> _Exercise objective_:
Below is a listing; reproduce exactly its lines from the one containing "self.get_method(value, &key)?" to its last line, both ends kept, and no other lines.

> _Dataset content_:
################
/// 条件が真なら本体へ入る。条件に `yield` があれば値フレームを先に積む。
fn test_then_body(interp: &mut Interpreter, test: &Expr, scope: &ScopeRef, body: &Body) -> JsResult<Step> {
    if expr_yields(test) {
        return Ok(Step::Push(Frame::Value(ValueFrame::new(interp, test, scope)?)));
    }
    let t = interp.eval_expr(test, scope)?;
    if interp.to_boolean(&t) {
        Ok(Step::Push(body.enter(interp, scope)?))
    } else {
        Ok(Step::Complete(Signal::Normal))
    }
}

enum TryPhase {
    Start,
    Block,
    Catch,
    Finally(Signal),
}

struct TryFrame {
    block: Body,
    handler: Option<(Option<Pattern>, Body)>,
    finalizer: Option<Body>,
    scope: ScopeRef,
    phase: TryPhase,
}

impl TryFrame {
    fn advance(&mut self, interp: &mut Interpreter, incoming: Option<Incoming>) -> JsResult<Step> {
        let signal = match incoming {
            Some(Incoming::Child(signal)) => signal,
            _ => {
                self.phase = TryPhase::Block;
                return Ok(Step::Push(self.block.enter(interp, &self.scope)?));
            }
        };
        match std::mem::replace(&mut self.phase, TryPhase::Start) {
            TryPhase::Block => {
                let (thrown, (param, body)) = match (signal, self.handler.clone()) {
                    (Signal::Throw(thrown), Some(handler)) => (thrown, handler),
                    (signal, _) => return self.finish(interp, signal),
                };
                self.phase = TryPhase::Catch;
                let catch_scope = Scope::new_block(&self.scope);
                if let Some(param) = param {
                    match interp.bind_pattern(&param, thrown, &catch_scope, Binder::Declare { mutable: true }) {
                        Ok(()) => {}
                        Err(Abrupt::Throw(e)) => return self.finish(interp, Signal::Throw(e)),
                        Err(exit) => return Err(exit),
                    }
                }
                Ok(Step::Push(body.enter(interp, &catch_scope)?))
            }
            TryPhase::Catch => self.finish(interp, signal),
            TryPhase::Finally(saved) => Ok(Step::Complete(match signal {
                Signal::Normal => saved,
                abrupt => abrupt,
            })),
            TryPhase::Start => Ok(Step::Complete(signal)),
        }
    }

    fn finish(&mut self, interp: &mut Interpreter, signal: Signal) -> JsResult<Step> {
        match &self.finalizer {
            Some(finalizer) => {
                let frame = finalizer.enter(interp, &self.scope)?;
                self.phase = TryPhase::Finally(signal);
                Ok(Step::Push(frame))
            }
            None => Ok(Step::Complete(signal)),
        }
    }
}
impl Interpreter {
    /// `%IteratorPrototype%` とジェネレータのプロトタイプを登録する。
    pub(crate) fn install_iterators(&mut self) {
        let symbol_iterator = self.well_known.iterator;
        let symbol_async_iterator = self.well_known.async_iterator;

        let iterator_proto = self.new_prototype("Iterator", ObjectKind::Ordinary);
        self.define_symbol_method(iterator_proto, symbol_iterator, "[Symbol.iterator]", |_, this, _| {
            Ok(this)
        });
        self.define_method(iterator_proto, "next", 0, |interp, this, _| {
            let Value::Object(id) = this else {
                return Err(interp.type_error("next called on a non-iterator"));
            };
            interp.builtin_iterator_next(id)
        });

        let generator_proto = self.new_prototype("Generator", ObjectKind::Ordinary);
        self.heap.object_mut(generator_proto).prototype = Some(iterator_proto);
        self.define_method(generator_proto, "next", 1, |interp, this, args| {
            let id = interp.this_generator(&this, false)?;
            interp.generator_resume(id, Resume::Next(super::arg(args, 0)))
        });
        self.define_method(generator_proto, "return", 1, |interp, this, args| {
            let id = interp.this_generator(&this, false)?;
            interp.generator_resume(id, Resume::Return(super::arg(args, 0)))
        });
        self.define_method(generator_proto, "throw", 1, |interp, this, args| {
            let id = interp.this_generator(&this, false)?;
            interp.generator_resume(id, Resume::Throw(super::arg(args, 0)))
        });

        let async_proto = self.new_prototype("AsyncGenerator", ObjectKind::Ordinary);
        self.define_symbol_method(async_proto, symbol_async_iterator, "[Symbol.asyncIterator]", |_, this, _| {
            Ok(this)
        });
        self.define_method(async_proto, "next", 1, |interp, this, args| {
            interp.async_generator_resume(&this, Resume::Next(super::arg(args, 0)))
        });
        self.define_method(async_proto, "return", 1, |interp, this, args| {
            interp.async_generator_resume(&this, Resume::Return(super::arg(args, 0)))
        });
        self.define_method(async_proto, "throw", 1, |interp, this, args| {
            interp.async_generator_resume(&this, Resume::Throw(super::arg(args, 0)))
        });
    }

    /// 非同期ジェネレータの再開。結果は Promise で返す。
    fn async_generator_resume(&mut self, this: &Value, resume: Resume) -> JsResult<Value> {
        let promise = self.new_promise();
        let outcome = self
            .this_generator(this, true)
            .and_then(|id| self.generator_resume(id, resume));
        self.settle_with(promise, outcome)?;
        Ok(Value::Object(promise))
    }

    fn this_generator(&mut self, this: &Value, is_async: bool) -> JsResult<ObjectId> {
        let kind_ok = |kind: &ObjectKind| {
            if is_async {
                matches!(kind, ObjectKind::AsyncGenerator)
            } else {
                matches!(kind, ObjectKind::Generator)
            }
        };
        match this {
            Value::Object(id) if kind_ok(self.heap.kind(*id)) => Ok(*id),
            _ => {
                let expected = if is_async { "AsyncGenerator" } else { "Generator" };
                Err(self.type_error(format!("Not an object of type {}", expected)))
            }
        }
    }

    /// ジェネレータを次の `yield` まで進め、反復結果オブジェクトを返す。
    fn generator_resume(&mut self, id: ObjectId, resume: Resume) -> JsResult<Value> {
        let state = self
            .generators
            .insert(id, GeneratorState::Running)
            .unwrap_or(GeneratorState::Done);
        let (function, strict, mut body) = match state {
            GeneratorState::Suspended {
                function,
                strict,
                body,
            } => (function, strict, body),
            GeneratorState::Running => return Err(self.type_error("Generator is already running")),
            GeneratorState::Done => return self.finished_generator(id, resume),
        };
        if !body.started() && !matches!(resume, Resume::Next(_)) {
            // 開始前の return / throw は本体を実行せずに終わらせる
            return self.finished_generator(id, resume);
        }
        if let Err(e) = self.enter_frame(function) {
            self.generators.insert(
                id,
                GeneratorState::Suspended {
                    function,
                    strict,
                    body,
                },
            );
            return Err(e);
        }
        let saved_strict = std::mem::replace(&mut self.strict, strict);
        let outcome = body.resume(self, resume);
        self.strict = saved_strict;
        self.call_stack.pop();
        match outcome {
            Ok(Suspension::Yielded(v)) => {
                self.generators.insert(
                    id,
                    GeneratorState::Suspended {
                        function,
                        strict,
                        body,
                    },
                );
                Ok(self.create_iter_result(v, false))
            }
            Ok(Suspension::Returned(v)) => {
                self.generators.insert(id, GeneratorState::Done);
                Ok(self.create_iter_result(v, true))
            }
            Err(e) => {
                self.generators.insert(id, GeneratorState::Done);
                Err(e)
            }
        }
    }

    fn finished_generator(&mut self, id: ObjectId, resume: Resume) -> JsResult<Value> {
        self.generators.insert(id, GeneratorState::Done);
        match resume {
            Resume::Next(_) => Ok(self.create_iter_result(Value::Undefined, true)),
            Resume::Return(v) => Ok(self.create_iter_result(v, true)),
            Resume::Throw(e) => Err(Abrupt::Throw(e)),
        }
    }

    /// `{ value, done }` を作る。
    pub(crate) fn create_iter_result(&mut self, value: Value, done: bool) -> Value {
        let id = self.heap.alloc_ordinary();
        self.create_data_property(id, PropertyKey::from("value"), value);
        self.create_data_property(id, PropertyKey::from("done"), Value::Boolean(done));
        Value::Object(id)
    }

    /// 配列風オブジェクトの反復子（`keys` / `values` / `entries`）。
    pub(crate) fn create_list_iterator(&mut self, target: Value, kind: IterKind) -> Value {
        self.alloc_iterator(IterState::List {
            target,
            index: 0,
            kind,
        })
    }

    /// 値の列をそのまま返す反復子。
    pub(crate) fn create_values_iterator(&mut self, values: Vec<Value>) -> Value {
        self.alloc_iterator(IterState::Values { values, index: 0 })
    }

    fn alloc_iterator(&mut self, state: IterState) -> Value {
        let proto = self.prototype("Iterator");
        let id = self.heap.alloc(ObjectKind::Ordinary, Some(proto));
        self.iterators.insert(id, state);
        Value::Object(id)
    }

    fn builtin_iterator_next(&mut self, id: ObjectId) -> JsResult<Value> {
        let Some(state) = self.iterators.remove(&id) else {
            return Ok(self.create_iter_result(Value::Undefined, true));
        };
        match state {
            IterState::List {
                target,
                index,
                kind,
            } => {
                let len = self.length_of(&target)?;
                if index >= len {
                    return Ok(self.create_iter_result(Value::Undefined, true));
                }
                let key_value = Value::Number(index as f64);
                let value = match kind {
                    IterKind::Keys => key_value,
                    IterKind::Values => self.get(&target, &PropertyKey::string(index.to_string()))?,
                    IterKind::Entries => {
                        let v = self.get(&target, &PropertyKey::string(index.to_string()))?;
                        Value::Object(self.create_array(vec![key_value, v]))
                    }
                };
                self.iterators.insert(
                    id,
                    IterState::List {
                        target,
                        index: index + 1,
                        kind,
                    },
                );
                Ok(self.create_iter_result(value, false))
            }
            IterState::Values { values, index } => match values.get(index).cloned() {
                Some(v) => {
                    self.iterators.insert(
                        id,
                        IterState::Values {
                            values,
                            index: index + 1,
                        },
                    );
                    Ok(self.create_iter_result(v, false))
                }
                None => Ok(self.create_iter_result(Value::Undefined, true)),
            },
        }
    }

    // ---- 反復子プロトコル ----

    pub(crate) fn get_iterator(&mut self, value: &Value) -> JsResult<IteratorRecord> {
        let key = PropertyKey::Symbol(self.well_known.iterator);
        let method = if value.is_nullish() {
            None
        } else {
            self.get_method(value, &key)?
        };
        let Some(method) = method else {
            let shown = self.heap.display_string(value);
            return Err(self.type_error(format!("{} is not iterable", shown)));
        };
        let iterator = self.call(&method, value.clone(), &[])?;
        if !iterator.is_object() {
            return Err(self.type_error("Iterator is not an object"));
        }
        let next = self.get_named(&iterator, "next")?;
        Ok(IteratorRecord {
            iterator,
            next,
            done: false,
        })
    }

    /// 次の値。尽きたら `None`。
    pub(crate) fn iterator_step(&mut self, record: &mut IteratorRecord) -> JsResult<Option<Value>> {
        if record.done {
            return Ok(None);
        }
        let result = match self.call(&record.next, record.iterator.clone(), &[]) {
            Ok(r) => r,
            Err(e) => {
                record.done = true;
                return Err(e);
            }
        };
        if !result.is_object() {
            record.done = true;
            return Err(self.type_error("Iterator result is not an object"));
        }
        let done = self.get_named(&result, "done")?;
        if self.to_boolean(&done) {
            record.done = true;
            return Ok(None);
        }
        self.get_named(&result, "value").map(Some)
    }

    /// 途中で抜けるときに `return()` を呼ぶ。
    pub(crate) fn iterator_close(&mut self, record: &IteratorRecord) -> JsResult<()> {
        if record.done {
            return Ok(());
        }
        if let Some(ret) = self.get_method(&record.iterator, &PropertyKey::from("return"))? {
            self.call(&ret, record.iterator.clone(), &[])?;
        }
        Ok(())
    }

    /// 反復可能な値をすべて取り出す。
    pub(crate) fn iterate_to_vec(&mut self, value: &Value) -> JsResult<Vec<Value>> {
        let mut record = self.get_iterator(value)?;
        let mut out = Vec::new();
        while let Some(v) = self.iterator_step(&mut record)? {
            out.push(v);
        }
        Ok(out)
    }
}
################
> _Completed task_:
            self.get_method(value, &key)?
        };
        let Some(method) = method else {
            let shown = self.heap.display_string(value);
            return Err(self.type_error(format!("{} is not iterable", shown)));
        };
        let iterator = self.call(&method, value.clone(), &[])?;
        if !iterator.is_object() {
            return Err(self.type_error("Iterator is not an object"));
        }
        let next = self.get_named(&iterator, "next")?;
        Ok(IteratorRecord {
            iterator,
            next,
            done: false,
        })
    }

    /// 次の値。尽きたら `None`。
    pub(crate) fn iterator_step(&mut self, record: &mut IteratorRecord) -> JsResult<Option<Value>> {
        if record.done {
            return Ok(None);
        }
        let result = match self.call(&record.next, record.iterator.clone(), &[]) {
            Ok(r) => r,
            Err(e) => {
                record.done = true;
                return Err(e);
            }
        };
        if !result.is_object() {
            record.done = true;
            return Err(self.type_error("Iterator result is not an object"));
        }
        let done = self.get_named(&result, "done")?;
        if self.to_boolean(&done) {
            record.done = true;
            return Ok(None);
        }
        self.get_named(&result, "value").map(Some)
    }

    /// 途中で抜けるときに `return()` を呼ぶ。
    pub(crate) fn iterator_close(&mut self, record: &IteratorRecord) -> JsResult<()> {
        if record.done {
            return Ok(());
        }
        if let Some(ret) = self.get_method(&record.iterator, &PropertyKey::from("return"))? {
            self.call(&ret, record.iterator.clone(), &[])?;
        }
        Ok(())
    }

    /// 反復可能な値をすべて取り出す。
    pub(crate) fn iterate_to_vec(&mut self, value: &Value) -> JsResult<Vec<Value>> {
        let mut record = self.get_iterator(value)?;
        let mut out = Vec::new();
        while let Some(v) = self.iterator_step(&mut record)? {
            out.push(v);
        }
        Ok(out)
    }
}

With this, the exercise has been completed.